//! Frame data structures for decoded video stills

use image::{DynamicImage, RgbaImage};
use std::path::{Path, PathBuf};

use crate::error::{PipelineError, Result};

/// A decoded frame, owned exclusively by one pipeline run
#[derive(Debug, Clone)]
pub struct Frame {
    /// Identifier used in diagnostics (usually the file path)
    id: String,
    /// File the frame was decoded from, if any
    path: Option<PathBuf>,
    /// Decoded pixel grid
    image: RgbaImage,
}

impl Frame {
    /// Wrap an in-memory image
    pub fn new(id: impl Into<String>, image: DynamicImage) -> Self {
        Self {
            id: id.into(),
            path: None,
            image: image.into_rgba8(),
        }
    }

    /// Decode a frame from an image file
    pub fn open(path: &Path) -> Result<Self> {
        let id = path.display().to_string();
        let image = image::open(path).map_err(|source| PipelineError::FrameLoad {
            image: id.clone(),
            source,
        })?;

        Ok(Self {
            id,
            path: Some(path.to_path_buf()),
            image: image.into_rgba8(),
        })
    }

    pub fn id(&self) -> &str {
        &self.id
    }

    pub fn path(&self) -> Option<&Path> {
        self.path.as_deref()
    }

    pub fn image(&self) -> &RgbaImage {
        &self.image
    }

    /// Get frame dimensions as (width, height)
    pub fn dimensions(&self) -> (u32, u32) {
        self.image.dimensions()
    }
}
//! Speech bubble location
//!
//! A bubble is the text block's rectangle grown by the marker padding. The
//! far edges (right, bottom) are grown by 1.5x the padding while the near
//! edges use 1x. Marker positions depend on this geometry; keep it asymmetric.
//!
//! Far edges are computed as one fractional coordinate and rounded half to
//! even.

use image::{imageops, RgbaImage};
use imageproc::rect::Rect;

use crate::layout::TextBlock;

/// Multiplier applied to the padding on the right and bottom edges
pub const FAR_EDGE_PADDING_FACTOR: f64 = 1.5;

/// Unclamped bubble rectangle in source-image pixels.
/// `right` and `bottom` are exclusive.
#[derive(Debug, Clone, Copy, PartialEq, Eq)]
pub struct BubbleRegion {
    pub left: i64,
    pub top: i64,
    pub right: i64,
    pub bottom: i64,
}

impl BubbleRegion {
    /// Derive the bubble rectangle around a text block
    pub fn around(block: &TextBlock, padding: u32) -> Self {
        let near = i64::from(padding);

        Self {
            left: i64::from(block.horizontal_position) - near,
            top: i64::from(block.vertical_position) - near,
            right: far_edge(block.horizontal_position, block.width, padding),
            bottom: far_edge(block.vertical_position, block.height, padding),
        }
    }

    /// Clamp the rectangle to an image of the given size.
    /// Returns `None` when nothing with positive area remains.
    pub fn clamp(&self, width: u32, height: u32) -> Option<Rect> {
        let left = self.left.clamp(0, i64::from(width));
        let top = self.top.clamp(0, i64::from(height));
        let right = self.right.clamp(0, i64::from(width));
        let bottom = self.bottom.clamp(0, i64::from(height));

        if right <= left || bottom <= top {
            return None;
        }

        let x = i32::try_from(left).ok()?;
        let y = i32::try_from(top).ok()?;
        Some(Rect::at(x, y).of_size((right - left) as u32, (bottom - top) as u32))
    }
}

/// Exclusive far edge of a bubble along one axis: `position + extent + 1.5 * padding`,
/// rounded half to even
pub fn far_edge(position: u32, extent: u32, padding: u32) -> i64 {
    let edge = f64::from(position)
        + f64::from(extent)
        + f64::from(padding) * FAR_EDGE_PADDING_FACTOR;
    edge.round_ties_even() as i64
}

/// A bubble cropped out of its frame
#[derive(Debug, Clone)]
pub struct LocatedBubble {
    /// Rectangle actually cropped
    pub bounds: Rect,
    /// Cropped pixels
    pub image: RgbaImage,
}

/// Locate and crop the bubble of a text block; `None` for degenerate regions
pub fn locate(frame: &RgbaImage, block: &TextBlock, padding: u32) -> Option<LocatedBubble> {
    let (width, height) = frame.dimensions();
    let bounds = BubbleRegion::around(block, padding).clamp(width, height)?;

    let image = imageops::crop_imm(
        frame,
        bounds.left() as u32,
        bounds.top() as u32,
        bounds.width(),
        bounds.height(),
    )
    .to_image();

    Some(LocatedBubble { bounds, image })
}
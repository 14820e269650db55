//! ALTO XML reader
//!
//! Builds a typed [`LayoutTree`] from the `Layout` section of an ALTO
//! document. Elements are matched on their local name, so the namespace
//! (and the ALTO schema version it encodes) does not matter.

use quick_xml::events::{BytesStart, Event};
use quick_xml::Reader;

use crate::error::LayoutError;

/// Kinds of layout elements the pipeline distinguishes
#[derive(Debug, Clone, Copy, PartialEq, Eq)]
pub enum NodeKind {
    Page,
    PrintSpace,
    ComposedBlock,
    TextBlock,
    TextLine,
    String,
    /// Anything else (margins, illustrations, `SP`, `HYP`, future additions)
    Other,
}

impl NodeKind {
    fn from_local_name(name: &[u8]) -> Self {
        match name {
            b"Page" => Self::Page,
            b"PrintSpace" => Self::PrintSpace,
            b"ComposedBlock" => Self::ComposedBlock,
            b"TextBlock" => Self::TextBlock,
            b"TextLine" => Self::TextLine,
            b"String" => Self::String,
            _ => Self::Other,
        }
    }
}

/// A single element of the layout hierarchy
#[derive(Debug, Clone)]
pub struct LayoutNode {
    pub kind: NodeKind,
    attributes: Vec<(String, String)>,
    pub children: Vec<LayoutNode>,
}

impl LayoutNode {
    fn from_element(element: &BytesStart<'_>, position: u64) -> Result<Self, LayoutError> {
        let kind = NodeKind::from_local_name(element.local_name().as_ref());

        let mut attributes = Vec::new();
        for attr in element.attributes() {
            let attr = attr.map_err(|e| LayoutError::Xml {
                position,
                msg: e.to_string(),
            })?;
            let key = String::from_utf8_lossy(attr.key.local_name().as_ref()).into_owned();
            let value = attr.unescape_value().map_err(|e| LayoutError::Xml {
                position,
                msg: e.to_string(),
            })?;
            attributes.push((key, value.into_owned()));
        }

        Ok(Self {
            kind,
            attributes,
            children: Vec::new(),
        })
    }

    /// Look up an attribute by its local name
    pub fn attribute(&self, name: &str) -> Option<&str> {
        self.attributes
            .iter()
            .find(|(key, _)| key == name)
            .map(|(_, value)| value.as_str())
    }
}

/// The children of an ALTO `Layout` element, in document order
#[derive(Debug, Clone, Default)]
pub struct LayoutTree {
    pub roots: Vec<LayoutNode>,
}

/// Parse the `Layout` section of an ALTO document
pub fn parse(xml: &[u8]) -> Result<LayoutTree, LayoutError> {
    let mut reader = Reader::from_reader(xml);
    let mut buf = Vec::new();

    let mut stack: Vec<LayoutNode> = Vec::new();
    let mut roots = Vec::new();
    let mut in_layout = false;
    let mut seen_layout = false;

    loop {
        let position = reader.buffer_position() as u64;
        let event = reader.read_event_into(&mut buf);
        match event.map_err(|e| LayoutError::Xml {
            position,
            msg: e.to_string(),
        })? {
            Event::Start(ref e) if !in_layout => {
                if e.local_name().as_ref() == b"Layout" {
                    in_layout = true;
                    seen_layout = true;
                }
            }
            Event::Empty(ref e) if !in_layout => {
                if e.local_name().as_ref() == b"Layout" {
                    seen_layout = true;
                }
            }
            Event::Start(ref e) => stack.push(LayoutNode::from_element(e, position)?),
            Event::Empty(ref e) => {
                let node = LayoutNode::from_element(e, position)?;
                attach(&mut stack, &mut roots, node);
            }
            Event::End(_) if in_layout => match stack.pop() {
                Some(node) => attach(&mut stack, &mut roots, node),
                // Only `</Layout>` closes with an empty stack
                None => in_layout = false,
            },
            Event::Eof => break,
            _ => {}
        }
        buf.clear();
    }

    if in_layout {
        return Err(LayoutError::Xml {
            position: reader.buffer_position() as u64,
            msg: "unexpected end of document inside Layout".to_string(),
        });
    }
    if !seen_layout {
        return Err(LayoutError::MissingLayout);
    }

    Ok(LayoutTree { roots })
}

fn attach(stack: &mut Vec<LayoutNode>, roots: &mut Vec<LayoutNode>, node: LayoutNode) {
    match stack.last_mut() {
        Some(parent) => parent.children.push(node),
        None => roots.push(node),
    }
}
//! Fixtures shared by unit tests

use image::{Rgba, RgbaImage};
use imageproc::drawing::draw_filled_rect_mut;
use imageproc::rect::Rect;

use crate::vision::bubble::far_edge;

/// Geometry and lines of one TextBlock in a generated ALTO document
pub struct BlockSpec<'a> {
    pub hpos: u32,
    pub vpos: u32,
    pub width: u32,
    pub height: u32,
    pub lines: &'a [&'a str],
}

impl<'a> BlockSpec<'a> {
    pub fn new(hpos: u32, vpos: u32, width: u32, height: u32, lines: &'a [&'a str]) -> Self {
        Self {
            hpos,
            vpos,
            width,
            height,
            lines,
        }
    }
}

/// Build a Tesseract-style ALTO v3 document with one ComposedBlock per block
pub fn alto_document(blocks: &[BlockSpec<'_>]) -> String {
    let mut body = String::new();
    for (i, block) in blocks.iter().enumerate() {
        body.push_str(&format!(
            "<ComposedBlock ID=\"cblock_{i}\" HPOS=\"{h}\" VPOS=\"{v}\" WIDTH=\"{w}\" HEIGHT=\"{ht}\">\n\
             <TextBlock ID=\"block_{i}\" HPOS=\"{h}\" VPOS=\"{v}\" WIDTH=\"{w}\" HEIGHT=\"{ht}\">\n",
            h = block.hpos,
            v = block.vpos,
            w = block.width,
            ht = block.height,
        ));
        for (j, line) in block.lines.iter().enumerate() {
            body.push_str(&format!(
                "<TextLine ID=\"line_{i}_{j}\"><String ID=\"string_{i}_{j}\" CONTENT=\"{line}\" WC=\"0.90\"/></TextLine>\n"
            ));
        }
        body.push_str("</TextBlock>\n</ComposedBlock>\n");
    }

    format!(
        r#"<?xml version="1.0" encoding="UTF-8"?>
<alto xmlns="http://www.loc.gov/standards/alto/ns-v3#" xmlns:xlink="http://www.w3.org/1999/xlink">
<Description>
<MeasurementUnit>pixel</MeasurementUnit>
<sourceImageInformation><fileName>frame.png</fileName></sourceImageInformation>
</Description>
<Layout>
<Page WIDTH="640" HEIGHT="480" PHYSICAL_IMG_NR="0" ID="page_0">
<PrintSpace HPOS="0" VPOS="0" WIDTH="640" HEIGHT="480">
{body}</PrintSpace>
</Page>
</Layout>
</alto>
"#
    )
}

/// A white canvas of the given size
pub fn blank_frame(width: u32, height: u32) -> RgbaImage {
    RgbaImage::from_pixel(width, height, Rgba([255, 255, 255, 255]))
}

/// Fill an axis-aligned square
pub fn paint_square(image: &mut RgbaImage, x: i32, y: i32, side: u32, color: [u8; 3]) {
    draw_filled_rect_mut(
        image,
        Rect::at(x, y).of_size(side, side),
        Rgba([color[0], color[1], color[2], 255]),
    );
}

/// Paint both left-edge markers of the bubble around a text block, assuming
/// the bubble is not clamped by the image borders
pub fn paint_markers(
    image: &mut RgbaImage,
    block: &BlockSpec<'_>,
    padding: u32,
    top: [u8; 3],
    bottom: [u8; 3],
) {
    let left = block.hpos as i32 - padding as i32;
    let bubble_top = block.vpos as i32 - padding as i32;
    let bubble_bottom = far_edge(block.vpos, block.height, padding) as i32;

    paint_square(image, left, bubble_top, padding, top);
    paint_square(image, left, bubble_bottom - padding as i32, padding, bottom);
}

Task statement ::
An exact copy of the lines from the one with "text block, assuming" through the final line of the entries is the whole answer.

Response area ::
/// Paint both left-edge markers of the bubble around a text block, assuming
/// the bubble is not clamped by the image borders
pub fn paint_markers(
    image: &mut RgbaImage,
    block: &BlockSpec<'_>,
    padding: u32,
    top: [u8; 3],
    bottom: [u8; 3],
) {
    let left = block.hpos as i32 - padding as i32;
    let bubble_top = block.vpos as i32 - padding as i32;
    let bubble_bottom = far_edge(block.vpos, block.height, padding) as i32;

    paint_square(image, left, bubble_top, padding, top);
    paint_square(image, left, bubble_bottom - padding as i32, padding, bottom);
}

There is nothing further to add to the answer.